-
Notifications
You must be signed in to change notification settings - Fork 1.2k
Closed
Labels

Description
Please fill out the form below.
System Information
- Framework (e.g. TensorFlow) / Algorithm (e.g. KMeans): I am running the sample notebook provided when running new sagemaker notebooks: sample-notebooks/sagemaker-spark/pyspark_mnist/pyspark_mnist_xgboost.ipynb
- Framework Version:
- Python Version: Python 3.6.4
- CPU or GPU: CPU
- Python SDK Version: sagemaker==1.2.2, sagemaker-pyspark==1.0.4
- Are you using a custom image: No
Describe the problem
When I am running Training and Hosting a Model as it is, I get a ClientError. If i provide the IAM role myself (hence not using role = sagemaker.get_execution_role()
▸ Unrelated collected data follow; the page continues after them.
//! Pull request collection across repositories.
//!
//! Each repository is listed `state=closed`, most recently updated first,
//! and paged until the upstream has no next page or a whole page falls
//! outside the window. A failing repository is skipped with a
//! [`RepositoryWarning`]; the rest of the batch continues.
//!
//! Repositories are fetched concurrently through an order-preserving
//! buffered stream, so results always follow enumeration order.

use std::fmt;

use futures::stream::{self, StreamExt};
use tracing::{debug, info, warn};

use crate::config::DEFAULT_MAX_CONCURRENCY;
use crate::github::error::IntakeError;
use crate::github::gateway::{ListPullRequestsParams, PullRequestLister};
use crate::github::locator::RepositoryRef;
use crate::github::models::{LifecycleState, PullRequest};
use crate::github::pagination::{MAX_PER_PAGE, PageRequest};
use crate::time_window::Cutoff;

/// Tuning for a collection run.
#[derive(Debug, Clone, Copy, PartialEq, Eq)]
pub struct CollectOptions {
    /// Page size requested from the upstream.
    pub per_page: u8,
    /// Maximum number of repositories fetched at once; zero acts as one.
    pub concurrency: usize,
}

impl CollectOptions {
    /// Options with the given concurrency and full pages.
    #[must_use]
    pub const fn with_concurrency(concurrency: usize) -> Self {
        Self {
            per_page: MAX_PER_PAGE,
            concurrency,
        }
    }
}

impl Default for CollectOptions {
    fn default() -> Self {
        Self::with_concurrency(DEFAULT_MAX_CONCURRENCY)
    }
}

/// A repository skipped because its pull requests could not be fetched.
#[derive(Debug, Clone, PartialEq, Eq)]
pub struct RepositoryWarning {
    /// The skipped repository.
    pub repository: RepositoryRef,
    /// The failure that caused the skip.
    pub error: IntakeError,
}

impl RepositoryWarning {
    /// The warning as a [`IntakeError::RepositoryFetchFailed`].
    #[must_use]
    pub fn to_error(&self) -> IntakeError {
        IntakeError::RepositoryFetchFailed {
            repository: self.repository.to_string(),
            message: self.error.to_string(),
        }
    }
}

impl fmt::Display for RepositoryWarning {
    fn fmt(&self, formatter: &mut fmt::Formatter<'_>) -> fmt::Result {
        write!(formatter, "{}", self.to_error())
    }
}

/// Qualifying pull requests plus the repositories that were skipped.
#[derive(Debug, Clone, Default, PartialEq, Eq)]
pub struct Collection {
    /// Merged pull requests inside the window, in enumeration order.
    pub pull_requests: Vec<PullRequest>,
    /// One entry per repository whose fetch failed.
    pub warnings: Vec<RepositoryWarning>,
}

/// True when `pull_request` was merged strictly after the cutoff.
#[must_use]
pub fn qualifies(pull_request: &PullRequest, cutoff: &Cutoff) -> bool {
    pull_request.state == LifecycleState::Closed
        && pull_request
            .merged_at
            .is_some_and(|merged_at| cutoff.admits(merged_at))
}

// Merge time never exceeds update time, so a page updated entirely at or
// before the cutoff means no later page can qualify either.
fn window_closed(page: &[PullRequest], cutoff: &Cutoff) -> bool {
    !page.is_empty()
        && page.iter().all(|pull_request| {
            pull_request
                .updated_at
                .is_some_and(|updated_at| !cutoff.admits(updated_at))
        })
}

async fn collect_repository<P>(
    repository: &RepositoryRef,
    cutoff: &Cutoff,
    lister: &P,
    per_page: u8,
) -> Result<Vec<PullRequest>, IntakeError>
where
    P: PullRequestLister + ?Sized,
{
    let mut qualifying = Vec::new();
    let mut request = PageRequest::first(per_page);

    loop {
        let params = ListPullRequestsParams::closed(request);
        let page = lister.list_pull_requests(repository, &params).await?;
        let stop = page.items.is_empty()
            || !page.page_info.has_next()
            || window_closed(&page.items, cutoff);

        debug!(
            repository = %repository,
            page = request.page(),
            pull_requests = page.items.len(),
            "listed pull request page"
        );

        qualifying.extend(
            page.items
                .into_iter()
                .filter(|pull_request| qualifies(pull_request, cutoff)),
        );

        if stop {
            return Ok(qualifying);
        }
        request = request.next();
    }
}

/// Collects merged pull requests inside the window from every repository.
///
/// Never fails as a whole: each repository error becomes a
/// [`RepositoryWarning`] and is logged at `warn`.
pub async fn collect<P>(
    repositories: &[RepositoryRef],
    cutoff: &Cutoff,
    lister: &P,
    options: CollectOptions,
) -> Collection
where
    P: PullRequestLister + ?Sized,
{
    let per_page = options.per_page;
    let outcomes: Vec<_> = stream::iter(repositories)
        .map(|repository| async move {
            let outcome = collect_repository(repository, cutoff, lister, per_page).await;
            (repository, outcome)
        })
        .buffered(options.concurrency.max(1))
        .collect()
        .await;

    let mut collection = Collection::default();
    for (repository, outcome) in outcomes {
        match outcome {
            Ok(pull_requests) => {
                info!(
                    repository = %repository,
                    pull_requests = pull_requests.len(),
                    "collected merged pull requests"
                );
                collection.pull_requests.extend(pull_requests);
            }
            Err(error) => {
                warn!(repository = %repository, error = %error, "skipping repository");
                collection.warnings.push(RepositoryWarning {
                    repository: repository.clone(),
                    error,
                });
            }
        }
    }
    collection
}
) the algorithm is trained without any problem.
More precisely, the two roles are:
- from execution_role():
arn:aws:iam::<ACCOUNT>:role/service-role/AmazonSageMaker-ExecutionRole
- provided by me:
arn:aws:iam::<ACCOUNT>:role/AmazonSageMaker-ExecutionRole
Minimal repro / logs
Py4JJavaError: An error occurred while calling o139.fit.
: java.lang.RuntimeException: Training job couldn't be completed.
at com.amazonaws.services.sagemaker.sparksdk.SageMakerEstimator.runTrainingJob(SageMakerEstimator.scala:407)
at com.amazonaws.services.sagemaker.sparksdk.SageMakerEstimator.fit(SageMakerEstimator.scala:311)
at com.amazonaws.services.sagemaker.sparksdk.SageMakerEstimator.fit(SageMakerEstimator.scala:175)
at sun.reflect.NativeMethodAccessorImpl.invoke0(Native Method)
at sun.reflect.NativeMethodAccessorImpl.invoke(NativeMethodAccessorImpl.java:62)
at sun.reflect.DelegatingMethodAccessorImpl.invoke(DelegatingMethodAccessorImpl.java:43)
at java.lang.reflect.Method.invoke(Method.java:498)
at py4j.reflection.MethodInvoker.invoke(MethodInvoker.java:244)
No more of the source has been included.